PROMPT: Exactly reproduce the line containing "for id in skipped" together with every line after it, through the end of the entries, and give nothing more.

--- DATA Enclosed Below ---

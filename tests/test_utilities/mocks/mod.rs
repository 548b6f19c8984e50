/// Mock implementations for testing
mod mock_dataset_repository;
mod mock_output_presenter;
mod mock_progress_reporter;

pub use mock_dataset_repository::MockDatasetRepository;
pub use mock_output_presenter::MockOutputPresenter;
pub use mock_progress_reporter::MockProgressReporter;
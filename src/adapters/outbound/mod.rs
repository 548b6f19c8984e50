/// Outbound adapters - Infrastructure implementations of outbound ports
pub mod console;
pub mod dataset;
pub mod filesystem;
pub mod formatters;
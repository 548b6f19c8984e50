use crate::shared::Result;

/// OutputPresenter port for delivering a rendered comparison report
///
/// Stdout and file destinations implement this; the use case never knows
/// which one it is writing to.
pub trait OutputPresenter {
    /// Writes the rendered report
    ///
    /// # Errors
    /// Returns an error if the destination cannot be written, e.g. a
    /// missing parent directory or a symlinked target file.
    fn present(&self, content: &str) -> Result<()>;
}
/// Helper methods for rendering sections
impl MarkdownFormatter {
    fn render_header(&self, output: &mut String, model: &ComparisonReadModel) {
        let meta = &model.metadata;
        output.push_str("# NAC Vendor Comparison\n\n");
        output.push_str(&format!(
            "- **Generated**: {} by {} {}\n",
            meta.timestamp, meta.tool_name, meta.tool_version
        ));
        output.push_str(&format!("- **Report ID**: {}\n", meta.report_id));
        if let Some(version) = &meta.dataset_version {
            output.push_str(&format!("- **Dataset version**: {}\n", version));
        }
        output.push('\n');
    }

    fn render_issues(&self, output: &mut String, issues: &[String]) {
        output.push_str("## Configuration Issues\n\n");
        output.push_str("The comparison could not be computed. Fix the following and run again:\n\n");
        for issue in issues {
            output.push_str(&format!("- {}\n", issue));
        }
        output.push('\n');
    }

    fn render_configuration(&self, output: &mut String, config: &ConfigurationView) {
        output.push_str("## Analysis Configuration\n\n");
        output.push_str("| Parameter | Value |\n");
        output.push_str("|-----------|-------|\n");
        output.push_str(&format!("| Devices | {} |\n", config.devices));
        output.push_str(&format!("| Users | {} |\n", config.users));
        output.push_str(&format!("| Organization size | {} |\n", config.org_size));
        output.push_str(&format!("| Industry | {} |\n", config.industry));
        output.push_str(&format!("| Region | {} |\n", config.region));
        output.push_str(&format!("| Analysis period | {} year(s) |\n", config.years));
        output.push_str(&format!(
            "| Baseline | {} |\n",
            config
                .baseline_vendor
                .as_deref()
                .unwrap_or("average of compared vendors")
        ));
        output.push('\n');
    }

    fn render_cost_summary(&self, output: &mut String, vendors: &[VendorView]) {
        output.push_str("## Total Cost of Ownership\n\n");
        output.push_str(COST_TABLE_HEADER);
        output.push_str(COST_TABLE_SEPARATOR);

        for vendor in vendors {
            let (savings, roi, payback) = match &vendor.roi {
                Some(roi) => (
                    Self::format_currency(roi.total_savings),
                    Self::format_percentage(roi.percentage),
                    Self::format_payback(roi.payback),
                ),
                None => (
                    NOT_APPLICABLE.to_string(),
                    NOT_APPLICABLE.to_string(),
                    NOT_APPLICABLE.to_string(),
                ),
            };

            output.push_str(&format!(
                "| {} | {} | {} | {} | {} | {} |\n",
                Self::vendor_label(vendor),
                Self::format_currency(vendor.total_cost),
                Self::format_currency(vendor.per_device_per_month),
                savings,
                roi,
                payback
            ));
        }
        output.push('\n');

        if let Some(note) = vendors.iter().find_map(|v| v.roi_note.as_deref()) {
            output.push_str(&format!("*Savings not compared: {}*\n\n", note));
        }
    }

    fn render_cost_breakdown(&self, output: &mut String, vendors: &[VendorView]) {
        let Some(first) = vendors.first() else {
            return;
        };

        output.push_str("## Cost Breakdown\n\n");
        output.push_str("| Vendor |");
        for line in &first.cost_breakdown {
            output.push_str(&format!(" {} |", capitalize(&line.category)));
        }
        output.push_str("\n|--------|");
        for _ in &first.cost_breakdown {
            output.push_str("------|");
        }
        output.push('\n');

        for vendor in vendors {
            output.push_str(&format!("| {} |", Self::vendor_label(vendor)));
            for line in &vendor.cost_breakdown {
                output.push_str(&format!(" {} |", Self::format_currency(line.amount)));
            }
            output.push('\n');
        }
        output.push('\n');
    }

    fn render_financials(&self, output: &mut String, vendors: &[VendorView]) {
        let Some(first) = vendors.first() else {
            return;
        };

        output.push_str("## Multi-Year Financials\n\n");
        output.push_str("### Yearly Cost\n\n| Vendor |");
        for line in &first.yearly_costs {
            output.push_str(&format!(" Year {} |", line.year));
        }
        output.push_str("\n|--------|");
        for _ in &first.yearly_costs {
            output.push_str("--------|");
        }
        output.push('\n');
        for vendor in vendors {
            output.push_str(&format!("| {} |", Self::vendor_label(vendor)));
            for line in &vendor.yearly_costs {
                output.push_str(&format!(" {} |", Self::format_currency(line.total)));
            }
            output.push('\n');
        }
        output.push('\n');

        let analysed: Vec<(&VendorView, &FinancialsView)> = vendors
            .iter()
            .filter_map(|v| v.financials.as_ref().map(|f| (v, f)))
            .collect();
        let Some((_, sample)) = analysed.first() else {
            return;
        };

        output.push_str(&format!(
            "### Discounted Cash Flow ({:.1}% discount rate)\n\n",
            sample.discount_rate
        ));
        output.push_str("| Vendor | NPV | IRR | Profitability Index |\n");
        output.push_str("|--------|-----|-----|---------------------|\n");
        for (vendor, financials) in &analysed {
            output.push_str(&format!(
                "| {} | {} | {} | {} |\n",
                Self::vendor_label(vendor),
                Self::format_currency(financials.npv),
                Self::format_percentage(financials.irr),
                Self::format_optional(financials.profitability_index.value(), |v| {
                    format!("{:.2}", v)
                })
            ));
        }
        output.push('\n');

        output.push_str("### Sensitivity\n\n");
        output.push_str("| Vendor | Scenario | Benefit Factor | Savings | ROI | Payback | NPV |\n");
        output.push_str("|--------|----------|----------------|---------|-----|---------|-----|\n");
        for (vendor, financials) in &analysed {
            for scenario in &financials.scenarios {
                output.push_str(&format!(
                    "| {} | {} | {:.2} | {} | {} | {} | {} |\n",
                    Self::vendor_label(vendor),
                    capitalize(&scenario.scenario),
                    scenario.benefit_factor,
                    Self::format_currency(scenario.total_savings),
                    Self::format_percentage(scenario.percentage),
                    Self::format_payback(scenario.payback),
                    Self::format_currency(scenario.npv)
                ));
            }
        }
        output.push('\n');

        output.push_str("### Savings Projection\n\n");
        output.push_str("Cumulative net savings, risk-adjusted in parentheses.\n\n");
        output.push_str("| Vendor |");
        for projection in &sample.projections {
            output.push_str(&format!(" Year {} |", projection.year));
        }
        output.push_str("\n|--------|");
        for _ in &sample.projections {
            output.push_str("--------|");
        }
        output.push('\n');
        for (vendor, financials) in &analysed {
            output.push_str(&format!("| {} |", Self::vendor_label(vendor)));
            for projection in &financials.projections {
                output.push_str(&format!(
                    " {} ({}) |",
                    Self::format_currency(projection.cumulative_net_savings),
                    Self::format_currency(projection.risk_adjusted)
                ));
            }
            output.push('\n');
        }
        output.push('\n');
    }

    fn render_security(&self, output: &mut String, vendors: &[VendorView]) {
        output.push_str("## Security & Risk\n\n");
        output.push_str(
            "| Vendor | Risk Score | Security Score | Breach Risk Reduction | CVEs | Vendor Risk | Cost / Security Point |\n",
        );
        output.push_str(
            "|--------|------------|----------------|-----------------------|------|-------------|-----------------------|\n",
        );

        for vendor in vendors {
            let risk = &vendor.risk;
            output.push_str(&format!(
                "| {} | {:.1} | {:.1} | {:.1}% | {} | {:.1} | {} |\n",
                Self::vendor_label(vendor),
                risk.risk_score,
                risk.security_score,
                risk.breach_risk_reduction,
                risk.cve_count,
                risk.vendor_risk,
                Self::format_optional(vendor.cost_per_security_point, Self::format_currency)
            ));
        }
        output.push('\n');
    }

    fn render_compliance(&self, output: &mut String, vendors: &[VendorView]) {
        output.push_str("## Compliance\n\n");
        output.push_str("| Vendor | Coverage Score | Automation Score | Gaps |\n");
        output.push_str("|--------|----------------|------------------|------|\n");

        for vendor in vendors {
            let compliance = &vendor.compliance;
            let gaps = if compliance.gaps.is_empty() {
                "None".to_string()
            } else {
                compliance.gaps.join(", ")
            };
            output.push_str(&format!(
                "| {} | {:.1} | {:.1} | {} |\n",
                Self::vendor_label(vendor),
                compliance.score,
                compliance.automation_score,
                Self::escape_markdown_table_cell(&gaps)
            ));
        }
        output.push('\n');

        for vendor in vendors {
            if vendor.compliance.frameworks.is_empty() {
                continue;
            }
            output.push_str(&format!("### Framework detail: {}\n\n", vendor.name));
            output.push_str("| Framework | Weight | Coverage | Automation |\n");
            output.push_str("|-----------|--------|----------|------------|\n");
            for row in &vendor.compliance.frameworks {
                output.push_str(&format!(
                    "| {} | {:.2} | {:.1} | {:.1} |\n",
                    row.framework, row.weight, row.coverage, row.automation
                ));
            }
            output.push('\n');
        }
    }

    fn render_operations(&self, output: &mut String, vendors: &[VendorView]) {
        output.push_str("## Operations & Timeline\n\n");
        output.push_str(
            "| Vendor | Complexity | Time to Value | Implementation | Training | Automation | FTE Required | FTE Saved | Maintenance Windows | MTTR |\n",
        );
        output.push_str(
            "|--------|------------|---------------|----------------|----------|------------|--------------|-----------|---------------------|------|\n",
        );

        for vendor in vendors {
            let ops = &vendor.operational;
            let timeline = &vendor.timeline;
            output.push_str(&format!(
                "| {} | {} | {} days | {} weeks | {} days | {:.1}% | {:.1} | {:.1} | {} / year | {:.1} h |\n",
                Self::vendor_label(vendor),
                timeline.complexity,
                timeline.time_to_value_days,
                timeline.implementation_weeks,
                timeline.training_days,
                ops.automation_level,
                ops.fte_required,
                ops.fte_saved,
                ops.maintenance_windows,
                ops.mttr_hours
            ));
        }
        output.push('\n');
    }

    fn render_zero_trust(&self, output: &mut String, vendors: &[VendorView]) {
        output.push_str("## Zero Trust Maturity\n\n");
        output.push_str("| Vendor | Score | Maturity Level |\n");
        output.push_str("|--------|-------|----------------|\n");
        for vendor in vendors {
            output.push_str(&format!(
                "| {} | {:.1} | {} |\n",
                Self::vendor_label(vendor),
                vendor.zero_trust.score,
                capitalize(&vendor.zero_trust.level)
            ));
        }
        output.push('\n');
    }

    fn render_business_value(&self, output: &mut String, vendors: &[VendorView], years: u32) {
        output.push_str("## Business Value\n\n");
        output.push_str(&format!(
            "| Vendor | Productivity | Compliance | Downtime Avoided | Security Savings | Annual Total | {}-Year Total |\n",
            years
        ));
        output.push_str(
            "|--------|--------------|------------|------------------|------------------|--------------|--------------|\n",
        );
        for vendor in vendors {
            let value = &vendor.business_value;
            output.push_str(&format!(
                "| {} | {} | {} | {} | {} | {} | {} |\n",
                Self::vendor_label(vendor),
                Self::format_currency(value.productivity_gain),
                Self::format_currency(value.compliance_value),
                Self::format_currency(value.downtime_avoidance),
                Self::format_currency(value.security_savings),
                Self::format_currency(value.annual_total),
                Self::format_currency(value.horizon_total)
            ));
        }
        output.push('\n');
    }

    fn render_recommendation(
        &self,
        output: &mut String,
        recommendation: Option<&RecommendationView>,
        note: Option<&str>,
    ) {
        output.push_str("## Recommendation\n\n");

        let Some(rec) = recommendation else {
            output.push_str(&format!(
                "*No recommendation: {}*\n\n",
                note.unwrap_or("not enough vendors to compare")
            ));
            return;
        };

        output.push_str(&format!(
            "**Recommended vendor: {}**\n\n",
            Self::escape_markdown_table_cell(&rec.vendor_name)
        ));
        output.push_str("| Rank | Vendor | Total | Cost | ROI | Security | Deployment |\n");
        output.push_str("|------|--------|-------|------|-----|----------|------------|\n");
        for row in &rec.ranking {
            output.push_str(&format!(
                "| {} | {} | {:.1} | {:.1} | {:.1} | {:.1} | {:.1} |\n",
                row.rank, row.vendor_id, row.total, row.cost, row.roi, row.security, row.deployment
            ));
        }
        output.push('\n');
    }

    fn render_skipped(&self, output: &mut String, skipped: &[String]) {
        if skipped.is_empty() {
            return;
        }
        output.push_str("## Skipped Vendors\n\n");
        output.push_str("The following vendor ids are not in the dataset and were left out:\n\n");
        for id in skipped {
            output.push_str(&format!("- `{}`\n", id));
        }
        output.push('\n');
    }
}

--- End of Enclosed DATA ---

YOUR RESPONSE:
        for id in skipped {
            output.push_str(&format!("- `{}`\n", id));
        }
        output.push('\n');
    }
}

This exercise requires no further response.